#### HOW TO COMPLETE THIS TASK
Produce word for word the lines of the data below running from the one that has "let (bound, serving)" to the one that has "to listen for", inclusive, and no others.

#### ENTRIES PROVIDED
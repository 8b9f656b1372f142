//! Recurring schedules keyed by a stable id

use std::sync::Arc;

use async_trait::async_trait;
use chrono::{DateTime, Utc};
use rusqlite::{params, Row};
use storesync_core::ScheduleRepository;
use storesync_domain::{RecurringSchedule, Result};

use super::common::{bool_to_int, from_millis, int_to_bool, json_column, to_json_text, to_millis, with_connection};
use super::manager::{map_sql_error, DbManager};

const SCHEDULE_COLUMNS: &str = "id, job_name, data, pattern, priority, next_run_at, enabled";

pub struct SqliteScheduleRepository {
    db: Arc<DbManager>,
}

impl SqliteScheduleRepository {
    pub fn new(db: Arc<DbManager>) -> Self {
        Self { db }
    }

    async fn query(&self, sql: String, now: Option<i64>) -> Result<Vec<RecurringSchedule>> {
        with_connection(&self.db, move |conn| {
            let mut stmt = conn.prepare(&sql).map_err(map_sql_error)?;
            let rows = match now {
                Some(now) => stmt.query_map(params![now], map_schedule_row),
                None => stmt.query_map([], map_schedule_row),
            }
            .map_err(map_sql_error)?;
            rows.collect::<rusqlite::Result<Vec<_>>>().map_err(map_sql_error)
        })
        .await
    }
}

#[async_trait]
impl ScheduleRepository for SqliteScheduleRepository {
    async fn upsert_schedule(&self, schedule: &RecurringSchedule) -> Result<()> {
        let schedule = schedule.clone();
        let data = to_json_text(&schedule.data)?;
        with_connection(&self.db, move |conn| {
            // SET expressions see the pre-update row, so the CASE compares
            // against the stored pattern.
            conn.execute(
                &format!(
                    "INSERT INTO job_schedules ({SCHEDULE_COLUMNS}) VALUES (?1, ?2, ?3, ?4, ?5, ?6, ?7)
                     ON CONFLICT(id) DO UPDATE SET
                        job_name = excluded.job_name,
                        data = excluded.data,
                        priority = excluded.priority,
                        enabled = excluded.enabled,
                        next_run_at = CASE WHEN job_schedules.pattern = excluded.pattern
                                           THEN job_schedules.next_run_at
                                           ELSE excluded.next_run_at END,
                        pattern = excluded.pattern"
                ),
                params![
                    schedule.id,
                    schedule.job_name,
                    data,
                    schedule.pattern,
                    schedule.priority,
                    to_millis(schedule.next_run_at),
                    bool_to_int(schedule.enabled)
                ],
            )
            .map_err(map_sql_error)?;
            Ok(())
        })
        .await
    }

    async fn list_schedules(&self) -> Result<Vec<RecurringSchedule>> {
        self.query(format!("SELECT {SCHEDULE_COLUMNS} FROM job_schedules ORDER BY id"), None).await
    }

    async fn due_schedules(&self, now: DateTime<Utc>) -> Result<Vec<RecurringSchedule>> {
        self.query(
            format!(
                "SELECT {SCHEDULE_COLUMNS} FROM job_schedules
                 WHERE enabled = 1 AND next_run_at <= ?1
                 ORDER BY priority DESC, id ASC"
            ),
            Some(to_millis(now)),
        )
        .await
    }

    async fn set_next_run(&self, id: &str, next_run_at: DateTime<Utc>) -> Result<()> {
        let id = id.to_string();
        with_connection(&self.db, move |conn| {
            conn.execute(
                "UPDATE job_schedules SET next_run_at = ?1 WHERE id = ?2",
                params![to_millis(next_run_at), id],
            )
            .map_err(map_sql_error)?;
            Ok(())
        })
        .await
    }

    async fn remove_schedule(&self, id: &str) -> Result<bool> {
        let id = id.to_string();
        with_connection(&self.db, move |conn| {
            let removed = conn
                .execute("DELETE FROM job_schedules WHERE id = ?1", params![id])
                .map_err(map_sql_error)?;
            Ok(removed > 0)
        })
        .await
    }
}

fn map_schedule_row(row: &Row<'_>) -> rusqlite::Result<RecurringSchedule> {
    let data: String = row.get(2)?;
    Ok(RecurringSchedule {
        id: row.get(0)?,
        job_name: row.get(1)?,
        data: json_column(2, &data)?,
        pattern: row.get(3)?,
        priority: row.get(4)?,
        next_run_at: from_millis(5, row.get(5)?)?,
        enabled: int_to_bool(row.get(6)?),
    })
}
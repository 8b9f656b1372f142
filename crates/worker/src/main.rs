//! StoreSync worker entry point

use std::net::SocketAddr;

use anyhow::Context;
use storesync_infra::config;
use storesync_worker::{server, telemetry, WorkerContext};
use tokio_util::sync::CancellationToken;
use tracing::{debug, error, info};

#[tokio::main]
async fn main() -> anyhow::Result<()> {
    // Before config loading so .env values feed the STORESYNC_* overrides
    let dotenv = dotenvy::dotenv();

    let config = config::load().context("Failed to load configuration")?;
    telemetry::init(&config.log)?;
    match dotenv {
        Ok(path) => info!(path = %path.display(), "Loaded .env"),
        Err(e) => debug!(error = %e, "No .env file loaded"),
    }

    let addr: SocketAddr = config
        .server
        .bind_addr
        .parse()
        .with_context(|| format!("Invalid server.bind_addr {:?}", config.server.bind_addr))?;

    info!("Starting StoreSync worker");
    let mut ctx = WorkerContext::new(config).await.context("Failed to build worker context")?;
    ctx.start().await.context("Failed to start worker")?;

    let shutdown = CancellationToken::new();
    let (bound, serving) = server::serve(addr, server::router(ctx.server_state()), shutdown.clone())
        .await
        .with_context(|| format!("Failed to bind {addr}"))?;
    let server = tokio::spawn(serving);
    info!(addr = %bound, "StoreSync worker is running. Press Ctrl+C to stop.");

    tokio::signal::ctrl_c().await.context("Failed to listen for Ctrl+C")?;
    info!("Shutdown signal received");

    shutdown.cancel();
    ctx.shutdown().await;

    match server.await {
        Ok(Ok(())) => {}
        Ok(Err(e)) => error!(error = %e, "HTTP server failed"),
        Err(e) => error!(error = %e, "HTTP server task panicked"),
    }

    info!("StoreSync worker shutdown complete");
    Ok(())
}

#### EXPECTED ANSWER
    let (bound, serving) = server::serve(addr, server::router(ctx.server_state()), shutdown.clone())
        .await
        .with_context(|| format!("Failed to bind {addr}"))?;
    let server = tokio::spawn(serving);
    info!(addr = %bound, "StoreSync worker is running. Press Ctrl+C to stop.");

    tokio::signal::ctrl_c().await.context("Failed to listen for Ctrl+C")?;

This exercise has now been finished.